Excerpted records START

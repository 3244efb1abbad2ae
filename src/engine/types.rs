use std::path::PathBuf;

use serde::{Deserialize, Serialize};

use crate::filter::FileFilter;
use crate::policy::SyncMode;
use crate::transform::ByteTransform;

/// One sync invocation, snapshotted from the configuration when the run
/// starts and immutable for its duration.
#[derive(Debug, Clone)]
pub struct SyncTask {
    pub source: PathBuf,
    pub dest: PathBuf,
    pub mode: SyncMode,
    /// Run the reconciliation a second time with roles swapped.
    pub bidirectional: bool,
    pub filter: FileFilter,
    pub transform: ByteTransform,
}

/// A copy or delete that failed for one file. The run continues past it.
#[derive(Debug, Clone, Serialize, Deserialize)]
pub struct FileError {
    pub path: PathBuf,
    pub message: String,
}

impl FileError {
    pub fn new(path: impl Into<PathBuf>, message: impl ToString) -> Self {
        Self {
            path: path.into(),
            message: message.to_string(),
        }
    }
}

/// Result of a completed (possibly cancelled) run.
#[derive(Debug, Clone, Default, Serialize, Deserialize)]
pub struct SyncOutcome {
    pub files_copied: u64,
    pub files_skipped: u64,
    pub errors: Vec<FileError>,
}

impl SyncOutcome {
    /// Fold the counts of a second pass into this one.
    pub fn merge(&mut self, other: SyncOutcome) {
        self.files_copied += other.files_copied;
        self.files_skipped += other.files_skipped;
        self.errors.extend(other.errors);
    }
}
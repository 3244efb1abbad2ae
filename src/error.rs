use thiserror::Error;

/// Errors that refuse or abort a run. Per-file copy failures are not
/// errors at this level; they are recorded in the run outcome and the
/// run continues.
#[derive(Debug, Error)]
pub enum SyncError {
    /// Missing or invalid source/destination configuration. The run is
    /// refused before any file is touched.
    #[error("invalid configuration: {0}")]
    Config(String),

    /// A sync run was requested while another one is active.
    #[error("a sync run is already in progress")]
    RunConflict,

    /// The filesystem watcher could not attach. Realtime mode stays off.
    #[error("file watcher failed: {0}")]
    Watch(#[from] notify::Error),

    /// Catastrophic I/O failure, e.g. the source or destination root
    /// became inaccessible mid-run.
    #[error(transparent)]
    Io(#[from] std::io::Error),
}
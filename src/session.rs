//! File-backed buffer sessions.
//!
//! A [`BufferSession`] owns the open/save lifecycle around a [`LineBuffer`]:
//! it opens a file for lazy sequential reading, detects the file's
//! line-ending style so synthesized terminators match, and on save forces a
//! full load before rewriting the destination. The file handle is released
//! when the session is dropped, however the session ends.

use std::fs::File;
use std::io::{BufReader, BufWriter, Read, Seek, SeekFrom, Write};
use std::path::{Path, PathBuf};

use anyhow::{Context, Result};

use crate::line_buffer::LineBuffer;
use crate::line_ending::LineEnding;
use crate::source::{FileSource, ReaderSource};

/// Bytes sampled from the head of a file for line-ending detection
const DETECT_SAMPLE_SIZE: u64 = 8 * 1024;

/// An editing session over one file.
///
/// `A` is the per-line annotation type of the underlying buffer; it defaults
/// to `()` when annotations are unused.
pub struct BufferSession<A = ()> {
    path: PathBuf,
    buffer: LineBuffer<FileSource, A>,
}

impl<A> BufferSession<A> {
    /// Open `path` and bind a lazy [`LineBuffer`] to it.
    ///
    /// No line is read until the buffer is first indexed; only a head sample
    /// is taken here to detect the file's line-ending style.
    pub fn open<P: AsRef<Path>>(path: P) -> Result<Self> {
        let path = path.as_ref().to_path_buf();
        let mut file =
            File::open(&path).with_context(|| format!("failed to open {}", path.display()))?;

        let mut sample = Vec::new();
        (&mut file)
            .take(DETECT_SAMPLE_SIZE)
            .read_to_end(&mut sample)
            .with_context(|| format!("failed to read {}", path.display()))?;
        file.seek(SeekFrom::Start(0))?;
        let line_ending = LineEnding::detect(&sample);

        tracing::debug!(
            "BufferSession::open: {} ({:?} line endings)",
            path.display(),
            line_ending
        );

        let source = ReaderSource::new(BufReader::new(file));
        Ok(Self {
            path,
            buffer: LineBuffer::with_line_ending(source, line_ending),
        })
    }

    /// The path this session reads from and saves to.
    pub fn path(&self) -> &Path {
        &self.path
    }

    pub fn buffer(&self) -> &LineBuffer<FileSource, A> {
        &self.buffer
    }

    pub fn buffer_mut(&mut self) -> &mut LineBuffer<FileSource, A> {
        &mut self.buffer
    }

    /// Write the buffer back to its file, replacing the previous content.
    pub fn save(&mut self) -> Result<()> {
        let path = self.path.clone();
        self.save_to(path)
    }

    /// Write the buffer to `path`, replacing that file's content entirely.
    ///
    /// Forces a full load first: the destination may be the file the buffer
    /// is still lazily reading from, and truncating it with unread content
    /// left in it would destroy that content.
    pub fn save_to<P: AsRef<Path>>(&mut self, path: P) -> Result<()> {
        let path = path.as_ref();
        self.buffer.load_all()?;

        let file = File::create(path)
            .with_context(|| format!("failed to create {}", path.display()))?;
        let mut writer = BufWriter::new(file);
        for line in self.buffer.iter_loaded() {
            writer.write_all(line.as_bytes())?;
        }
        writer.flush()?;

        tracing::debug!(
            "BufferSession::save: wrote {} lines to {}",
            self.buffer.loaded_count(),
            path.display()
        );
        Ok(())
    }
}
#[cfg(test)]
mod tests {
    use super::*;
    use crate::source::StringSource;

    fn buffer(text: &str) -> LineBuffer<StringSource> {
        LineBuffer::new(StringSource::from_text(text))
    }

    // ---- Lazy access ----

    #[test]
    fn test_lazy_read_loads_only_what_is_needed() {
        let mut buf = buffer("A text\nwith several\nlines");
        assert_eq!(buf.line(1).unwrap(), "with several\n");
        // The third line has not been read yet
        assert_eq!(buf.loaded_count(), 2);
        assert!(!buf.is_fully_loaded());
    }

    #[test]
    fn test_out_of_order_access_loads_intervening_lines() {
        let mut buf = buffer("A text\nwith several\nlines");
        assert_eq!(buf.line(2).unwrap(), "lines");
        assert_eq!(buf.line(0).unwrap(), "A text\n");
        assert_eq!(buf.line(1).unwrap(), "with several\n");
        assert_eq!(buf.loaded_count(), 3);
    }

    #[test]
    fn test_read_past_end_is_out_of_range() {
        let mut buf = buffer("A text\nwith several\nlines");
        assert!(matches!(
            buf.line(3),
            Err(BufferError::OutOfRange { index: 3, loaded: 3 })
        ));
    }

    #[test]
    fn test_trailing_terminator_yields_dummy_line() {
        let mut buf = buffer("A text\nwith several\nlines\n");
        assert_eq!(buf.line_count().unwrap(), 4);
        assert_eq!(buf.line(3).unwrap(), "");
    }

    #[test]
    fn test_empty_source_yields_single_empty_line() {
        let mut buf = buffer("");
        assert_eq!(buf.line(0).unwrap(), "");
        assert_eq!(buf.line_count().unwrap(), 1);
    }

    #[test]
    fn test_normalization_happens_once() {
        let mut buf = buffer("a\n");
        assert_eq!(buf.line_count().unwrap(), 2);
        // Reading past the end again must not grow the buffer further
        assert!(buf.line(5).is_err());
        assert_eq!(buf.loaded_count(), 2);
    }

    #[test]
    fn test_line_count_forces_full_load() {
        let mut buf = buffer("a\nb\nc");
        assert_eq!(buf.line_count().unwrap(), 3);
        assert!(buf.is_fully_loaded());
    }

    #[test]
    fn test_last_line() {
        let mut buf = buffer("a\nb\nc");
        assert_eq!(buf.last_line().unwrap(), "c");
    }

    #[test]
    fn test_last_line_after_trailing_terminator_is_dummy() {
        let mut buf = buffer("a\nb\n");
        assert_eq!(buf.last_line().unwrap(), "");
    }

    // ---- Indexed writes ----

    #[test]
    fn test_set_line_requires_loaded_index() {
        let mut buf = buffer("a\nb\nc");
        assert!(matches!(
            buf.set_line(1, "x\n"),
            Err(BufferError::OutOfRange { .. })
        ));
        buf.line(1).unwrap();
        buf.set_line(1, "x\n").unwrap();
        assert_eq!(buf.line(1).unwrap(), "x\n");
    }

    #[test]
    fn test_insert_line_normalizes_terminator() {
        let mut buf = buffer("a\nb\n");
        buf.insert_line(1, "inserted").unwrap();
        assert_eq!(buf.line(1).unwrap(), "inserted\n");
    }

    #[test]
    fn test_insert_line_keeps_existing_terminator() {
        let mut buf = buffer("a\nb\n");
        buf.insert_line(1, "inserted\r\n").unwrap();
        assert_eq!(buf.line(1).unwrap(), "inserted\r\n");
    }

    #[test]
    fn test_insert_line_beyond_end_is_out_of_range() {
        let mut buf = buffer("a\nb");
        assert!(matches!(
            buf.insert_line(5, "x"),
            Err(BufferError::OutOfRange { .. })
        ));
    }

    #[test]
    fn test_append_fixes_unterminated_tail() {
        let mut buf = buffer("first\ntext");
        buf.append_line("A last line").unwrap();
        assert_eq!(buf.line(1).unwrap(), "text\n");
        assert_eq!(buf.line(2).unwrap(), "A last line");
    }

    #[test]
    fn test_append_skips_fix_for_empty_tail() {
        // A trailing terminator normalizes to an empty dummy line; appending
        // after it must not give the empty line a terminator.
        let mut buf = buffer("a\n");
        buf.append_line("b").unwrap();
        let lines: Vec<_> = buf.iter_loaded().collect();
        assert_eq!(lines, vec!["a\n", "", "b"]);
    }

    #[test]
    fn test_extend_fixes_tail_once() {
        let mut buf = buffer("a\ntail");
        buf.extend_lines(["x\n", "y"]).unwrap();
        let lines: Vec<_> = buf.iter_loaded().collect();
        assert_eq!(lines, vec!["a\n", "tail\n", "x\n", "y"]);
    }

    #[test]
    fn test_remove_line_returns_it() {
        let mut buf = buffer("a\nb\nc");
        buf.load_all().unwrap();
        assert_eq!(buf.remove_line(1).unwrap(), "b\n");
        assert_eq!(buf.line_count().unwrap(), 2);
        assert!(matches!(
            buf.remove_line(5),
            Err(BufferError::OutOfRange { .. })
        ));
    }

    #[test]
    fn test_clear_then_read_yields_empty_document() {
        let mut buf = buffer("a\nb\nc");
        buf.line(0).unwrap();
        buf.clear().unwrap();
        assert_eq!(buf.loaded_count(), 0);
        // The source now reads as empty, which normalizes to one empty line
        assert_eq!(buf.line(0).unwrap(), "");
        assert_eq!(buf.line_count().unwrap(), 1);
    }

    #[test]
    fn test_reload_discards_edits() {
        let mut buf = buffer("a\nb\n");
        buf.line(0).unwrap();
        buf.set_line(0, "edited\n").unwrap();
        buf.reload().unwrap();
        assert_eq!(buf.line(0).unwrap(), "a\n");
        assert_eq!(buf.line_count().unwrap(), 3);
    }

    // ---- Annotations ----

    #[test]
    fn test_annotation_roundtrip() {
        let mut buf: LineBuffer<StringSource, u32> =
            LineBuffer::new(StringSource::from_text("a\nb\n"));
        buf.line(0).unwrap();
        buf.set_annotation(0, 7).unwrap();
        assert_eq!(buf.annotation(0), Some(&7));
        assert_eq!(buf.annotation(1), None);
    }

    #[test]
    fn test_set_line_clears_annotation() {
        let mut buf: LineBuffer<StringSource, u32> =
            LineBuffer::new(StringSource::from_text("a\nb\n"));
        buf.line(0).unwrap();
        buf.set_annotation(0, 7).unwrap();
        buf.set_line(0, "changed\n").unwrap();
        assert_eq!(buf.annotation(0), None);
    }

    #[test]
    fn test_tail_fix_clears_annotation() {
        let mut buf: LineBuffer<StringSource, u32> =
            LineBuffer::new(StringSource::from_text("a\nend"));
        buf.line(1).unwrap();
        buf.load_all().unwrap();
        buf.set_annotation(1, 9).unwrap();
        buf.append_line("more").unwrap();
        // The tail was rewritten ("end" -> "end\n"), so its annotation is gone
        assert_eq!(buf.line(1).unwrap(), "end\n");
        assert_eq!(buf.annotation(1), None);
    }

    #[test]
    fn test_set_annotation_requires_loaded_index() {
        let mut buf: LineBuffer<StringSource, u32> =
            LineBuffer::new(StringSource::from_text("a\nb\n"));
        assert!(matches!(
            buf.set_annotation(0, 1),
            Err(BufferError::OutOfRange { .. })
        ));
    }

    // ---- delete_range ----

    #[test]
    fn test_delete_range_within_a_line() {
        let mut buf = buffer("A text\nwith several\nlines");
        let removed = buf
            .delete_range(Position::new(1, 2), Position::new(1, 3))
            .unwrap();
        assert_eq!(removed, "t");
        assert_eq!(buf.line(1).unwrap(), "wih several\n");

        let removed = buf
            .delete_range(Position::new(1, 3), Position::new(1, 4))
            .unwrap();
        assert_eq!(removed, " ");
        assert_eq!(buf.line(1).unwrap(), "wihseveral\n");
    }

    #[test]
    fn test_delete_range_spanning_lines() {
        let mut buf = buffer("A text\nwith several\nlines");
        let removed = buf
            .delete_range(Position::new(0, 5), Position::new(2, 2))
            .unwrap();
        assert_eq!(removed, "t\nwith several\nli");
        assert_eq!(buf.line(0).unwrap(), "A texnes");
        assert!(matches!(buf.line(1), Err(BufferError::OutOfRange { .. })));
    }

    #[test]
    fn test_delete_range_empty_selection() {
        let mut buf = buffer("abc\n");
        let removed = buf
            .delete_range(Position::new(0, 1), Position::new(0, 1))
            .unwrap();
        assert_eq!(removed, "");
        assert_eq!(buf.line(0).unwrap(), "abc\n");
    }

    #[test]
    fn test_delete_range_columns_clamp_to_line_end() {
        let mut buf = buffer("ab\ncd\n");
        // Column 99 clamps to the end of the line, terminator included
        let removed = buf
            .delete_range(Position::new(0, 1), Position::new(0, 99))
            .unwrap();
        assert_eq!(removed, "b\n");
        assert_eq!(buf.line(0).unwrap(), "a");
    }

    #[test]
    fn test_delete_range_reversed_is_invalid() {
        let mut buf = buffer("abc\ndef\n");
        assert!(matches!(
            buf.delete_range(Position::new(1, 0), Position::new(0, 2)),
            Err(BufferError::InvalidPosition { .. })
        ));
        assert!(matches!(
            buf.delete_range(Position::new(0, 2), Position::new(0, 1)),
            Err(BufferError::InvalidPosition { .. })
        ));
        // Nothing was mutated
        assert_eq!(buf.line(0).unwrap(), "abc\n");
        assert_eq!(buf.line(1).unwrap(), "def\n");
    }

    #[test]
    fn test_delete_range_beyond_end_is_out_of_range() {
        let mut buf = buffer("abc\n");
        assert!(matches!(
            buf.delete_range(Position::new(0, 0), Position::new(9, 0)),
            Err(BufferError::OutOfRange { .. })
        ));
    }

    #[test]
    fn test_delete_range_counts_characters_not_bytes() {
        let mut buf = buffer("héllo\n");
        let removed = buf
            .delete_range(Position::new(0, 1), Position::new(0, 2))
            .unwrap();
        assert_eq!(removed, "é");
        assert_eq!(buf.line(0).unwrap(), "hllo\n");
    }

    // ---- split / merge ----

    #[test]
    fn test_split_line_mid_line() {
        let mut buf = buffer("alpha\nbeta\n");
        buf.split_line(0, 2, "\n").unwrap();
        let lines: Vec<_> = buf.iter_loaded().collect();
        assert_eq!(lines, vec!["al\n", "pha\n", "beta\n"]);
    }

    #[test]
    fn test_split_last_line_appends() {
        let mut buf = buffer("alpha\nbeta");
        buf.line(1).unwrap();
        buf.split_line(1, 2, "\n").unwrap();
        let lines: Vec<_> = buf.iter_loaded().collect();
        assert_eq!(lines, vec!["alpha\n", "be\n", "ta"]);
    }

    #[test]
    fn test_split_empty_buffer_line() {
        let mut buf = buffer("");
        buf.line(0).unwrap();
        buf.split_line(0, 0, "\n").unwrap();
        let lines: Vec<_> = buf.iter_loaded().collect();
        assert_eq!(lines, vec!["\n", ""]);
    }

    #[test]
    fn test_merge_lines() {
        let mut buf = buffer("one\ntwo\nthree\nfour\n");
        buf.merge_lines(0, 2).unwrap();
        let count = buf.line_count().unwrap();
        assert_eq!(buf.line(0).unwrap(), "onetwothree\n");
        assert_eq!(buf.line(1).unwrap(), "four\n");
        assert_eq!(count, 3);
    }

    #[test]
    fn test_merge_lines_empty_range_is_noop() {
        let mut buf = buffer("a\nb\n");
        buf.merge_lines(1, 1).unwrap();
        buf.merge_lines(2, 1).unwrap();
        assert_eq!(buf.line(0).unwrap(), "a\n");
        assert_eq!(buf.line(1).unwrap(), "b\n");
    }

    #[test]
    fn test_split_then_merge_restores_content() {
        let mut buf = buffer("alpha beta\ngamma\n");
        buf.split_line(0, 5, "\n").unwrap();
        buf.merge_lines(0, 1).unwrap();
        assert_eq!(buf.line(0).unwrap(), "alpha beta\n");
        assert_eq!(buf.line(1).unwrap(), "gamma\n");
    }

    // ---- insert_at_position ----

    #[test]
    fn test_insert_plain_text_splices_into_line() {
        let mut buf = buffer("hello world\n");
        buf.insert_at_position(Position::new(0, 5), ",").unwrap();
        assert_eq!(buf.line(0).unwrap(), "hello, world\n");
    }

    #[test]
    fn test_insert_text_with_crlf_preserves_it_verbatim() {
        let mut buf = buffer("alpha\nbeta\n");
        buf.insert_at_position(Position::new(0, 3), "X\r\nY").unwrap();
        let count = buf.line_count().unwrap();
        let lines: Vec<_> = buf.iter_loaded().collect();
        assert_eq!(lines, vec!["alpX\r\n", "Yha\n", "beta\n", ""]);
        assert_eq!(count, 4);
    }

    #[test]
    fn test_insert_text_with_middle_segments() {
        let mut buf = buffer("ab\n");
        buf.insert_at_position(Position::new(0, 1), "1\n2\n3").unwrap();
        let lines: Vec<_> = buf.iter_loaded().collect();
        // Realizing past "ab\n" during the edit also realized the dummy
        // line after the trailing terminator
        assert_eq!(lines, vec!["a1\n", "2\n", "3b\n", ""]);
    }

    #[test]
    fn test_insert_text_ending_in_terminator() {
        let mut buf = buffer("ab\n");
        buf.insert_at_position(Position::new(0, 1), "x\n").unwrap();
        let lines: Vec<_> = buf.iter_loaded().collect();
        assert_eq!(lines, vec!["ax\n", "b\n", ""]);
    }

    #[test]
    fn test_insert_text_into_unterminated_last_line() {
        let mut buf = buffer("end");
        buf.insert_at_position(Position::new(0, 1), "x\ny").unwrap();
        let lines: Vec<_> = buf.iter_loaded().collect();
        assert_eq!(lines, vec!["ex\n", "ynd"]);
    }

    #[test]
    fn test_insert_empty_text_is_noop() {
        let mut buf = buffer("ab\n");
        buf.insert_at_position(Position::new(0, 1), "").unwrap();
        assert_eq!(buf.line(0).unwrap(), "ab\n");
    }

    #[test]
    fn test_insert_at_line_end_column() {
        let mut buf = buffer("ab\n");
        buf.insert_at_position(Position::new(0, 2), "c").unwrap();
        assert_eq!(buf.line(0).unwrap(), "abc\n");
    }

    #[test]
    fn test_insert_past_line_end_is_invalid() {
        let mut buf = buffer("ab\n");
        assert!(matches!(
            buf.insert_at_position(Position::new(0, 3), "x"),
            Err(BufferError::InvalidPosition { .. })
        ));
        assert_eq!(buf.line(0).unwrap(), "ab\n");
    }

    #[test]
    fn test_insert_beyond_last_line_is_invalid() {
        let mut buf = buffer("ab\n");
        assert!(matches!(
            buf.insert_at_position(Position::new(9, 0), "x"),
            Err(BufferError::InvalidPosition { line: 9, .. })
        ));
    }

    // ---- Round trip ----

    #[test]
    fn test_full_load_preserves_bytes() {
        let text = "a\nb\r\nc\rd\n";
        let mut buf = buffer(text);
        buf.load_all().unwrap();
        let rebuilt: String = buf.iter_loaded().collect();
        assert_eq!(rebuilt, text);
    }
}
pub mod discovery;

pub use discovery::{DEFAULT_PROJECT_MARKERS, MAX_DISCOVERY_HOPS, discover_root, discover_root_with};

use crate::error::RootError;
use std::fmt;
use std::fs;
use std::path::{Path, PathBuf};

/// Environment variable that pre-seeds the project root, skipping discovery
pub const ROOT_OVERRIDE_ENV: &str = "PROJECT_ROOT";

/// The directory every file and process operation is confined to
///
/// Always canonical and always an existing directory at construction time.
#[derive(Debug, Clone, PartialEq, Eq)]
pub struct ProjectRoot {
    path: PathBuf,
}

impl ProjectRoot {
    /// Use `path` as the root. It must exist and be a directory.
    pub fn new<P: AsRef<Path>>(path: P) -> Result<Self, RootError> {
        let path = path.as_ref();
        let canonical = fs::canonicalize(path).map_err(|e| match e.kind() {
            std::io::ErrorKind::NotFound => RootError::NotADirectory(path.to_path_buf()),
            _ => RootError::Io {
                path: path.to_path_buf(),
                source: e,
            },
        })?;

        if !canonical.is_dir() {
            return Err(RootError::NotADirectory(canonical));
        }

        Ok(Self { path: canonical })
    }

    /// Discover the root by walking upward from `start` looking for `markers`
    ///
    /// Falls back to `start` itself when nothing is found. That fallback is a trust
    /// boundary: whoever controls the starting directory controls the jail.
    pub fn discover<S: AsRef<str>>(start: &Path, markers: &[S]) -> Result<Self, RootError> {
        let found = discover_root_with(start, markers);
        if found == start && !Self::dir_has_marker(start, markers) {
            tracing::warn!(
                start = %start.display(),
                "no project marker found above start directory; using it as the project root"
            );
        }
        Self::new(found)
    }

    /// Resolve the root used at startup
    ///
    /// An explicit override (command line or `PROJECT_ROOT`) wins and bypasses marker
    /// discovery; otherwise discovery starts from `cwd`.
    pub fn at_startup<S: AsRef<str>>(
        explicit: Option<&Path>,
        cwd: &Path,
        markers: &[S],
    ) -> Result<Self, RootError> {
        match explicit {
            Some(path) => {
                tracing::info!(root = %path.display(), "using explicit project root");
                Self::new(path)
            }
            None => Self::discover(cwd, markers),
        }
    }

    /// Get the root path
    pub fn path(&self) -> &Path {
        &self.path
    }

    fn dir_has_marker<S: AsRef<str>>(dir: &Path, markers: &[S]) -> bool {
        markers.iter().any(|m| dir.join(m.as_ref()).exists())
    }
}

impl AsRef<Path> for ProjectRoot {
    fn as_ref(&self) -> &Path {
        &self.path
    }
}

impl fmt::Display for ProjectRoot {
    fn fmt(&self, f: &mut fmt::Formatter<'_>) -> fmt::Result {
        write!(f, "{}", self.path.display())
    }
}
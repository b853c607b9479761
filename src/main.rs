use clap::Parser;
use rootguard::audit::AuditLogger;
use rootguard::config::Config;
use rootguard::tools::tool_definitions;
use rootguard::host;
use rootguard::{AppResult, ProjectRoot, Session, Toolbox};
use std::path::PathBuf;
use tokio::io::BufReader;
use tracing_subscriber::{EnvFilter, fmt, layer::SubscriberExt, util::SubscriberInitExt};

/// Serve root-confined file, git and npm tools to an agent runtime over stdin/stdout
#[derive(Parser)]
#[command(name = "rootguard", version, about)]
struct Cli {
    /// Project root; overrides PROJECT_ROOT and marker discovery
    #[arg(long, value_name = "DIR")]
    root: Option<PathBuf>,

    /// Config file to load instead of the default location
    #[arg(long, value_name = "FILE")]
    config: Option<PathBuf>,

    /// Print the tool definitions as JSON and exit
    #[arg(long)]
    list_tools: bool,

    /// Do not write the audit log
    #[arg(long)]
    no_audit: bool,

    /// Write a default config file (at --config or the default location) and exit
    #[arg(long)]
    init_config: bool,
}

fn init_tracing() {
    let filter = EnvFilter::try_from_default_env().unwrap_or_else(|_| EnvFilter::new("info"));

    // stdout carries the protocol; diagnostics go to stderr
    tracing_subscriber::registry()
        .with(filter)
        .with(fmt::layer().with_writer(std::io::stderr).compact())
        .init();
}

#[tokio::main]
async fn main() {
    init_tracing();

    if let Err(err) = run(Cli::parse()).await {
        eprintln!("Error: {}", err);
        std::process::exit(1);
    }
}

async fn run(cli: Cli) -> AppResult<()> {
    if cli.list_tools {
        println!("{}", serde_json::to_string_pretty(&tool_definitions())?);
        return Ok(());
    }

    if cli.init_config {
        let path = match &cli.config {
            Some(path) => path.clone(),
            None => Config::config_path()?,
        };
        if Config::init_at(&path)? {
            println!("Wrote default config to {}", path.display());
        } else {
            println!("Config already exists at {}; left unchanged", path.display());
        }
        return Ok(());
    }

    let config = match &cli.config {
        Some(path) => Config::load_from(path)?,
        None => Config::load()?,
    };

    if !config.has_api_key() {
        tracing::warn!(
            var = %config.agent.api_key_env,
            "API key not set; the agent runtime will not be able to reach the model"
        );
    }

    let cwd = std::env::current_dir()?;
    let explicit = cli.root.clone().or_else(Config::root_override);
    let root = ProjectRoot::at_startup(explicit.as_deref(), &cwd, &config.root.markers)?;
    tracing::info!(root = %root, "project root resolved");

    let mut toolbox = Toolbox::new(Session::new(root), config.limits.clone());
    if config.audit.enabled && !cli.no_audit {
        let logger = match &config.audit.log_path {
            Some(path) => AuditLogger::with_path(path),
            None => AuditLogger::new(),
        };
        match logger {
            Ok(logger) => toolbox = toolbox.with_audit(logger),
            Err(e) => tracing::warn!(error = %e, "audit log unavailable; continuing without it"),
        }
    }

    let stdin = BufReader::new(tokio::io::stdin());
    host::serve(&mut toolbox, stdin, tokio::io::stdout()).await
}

Excerpted records END

## Aim of the task
Look above for the line holding "impl AsRef<Path> for" and the line holding "use tokio::io::BufReader;". Retype both, and every line between them, word for word and nothing else.

## Answer box
impl AsRef<Path> for ProjectRoot {
    fn as_ref(&self) -> &Path {
        &self.path
    }
}

impl fmt::Display for ProjectRoot {
    fn fmt(&self, f: &mut fmt::Formatter<'_>) -> fmt::Result {
        write!(f, "{}", self.path.display())
    }
}
repository b853c607b9479761
filename src/main.rs
use clap::Parser;
use rootguard::audit::AuditLogger;
use rootguard::config::Config;
use rootguard::tools::tool_definitions;
use rootguard::host;
use rootguard::{AppResult, ProjectRoot, Session, Toolbox};
use std::path::PathBuf;
use tokio::io::BufReader;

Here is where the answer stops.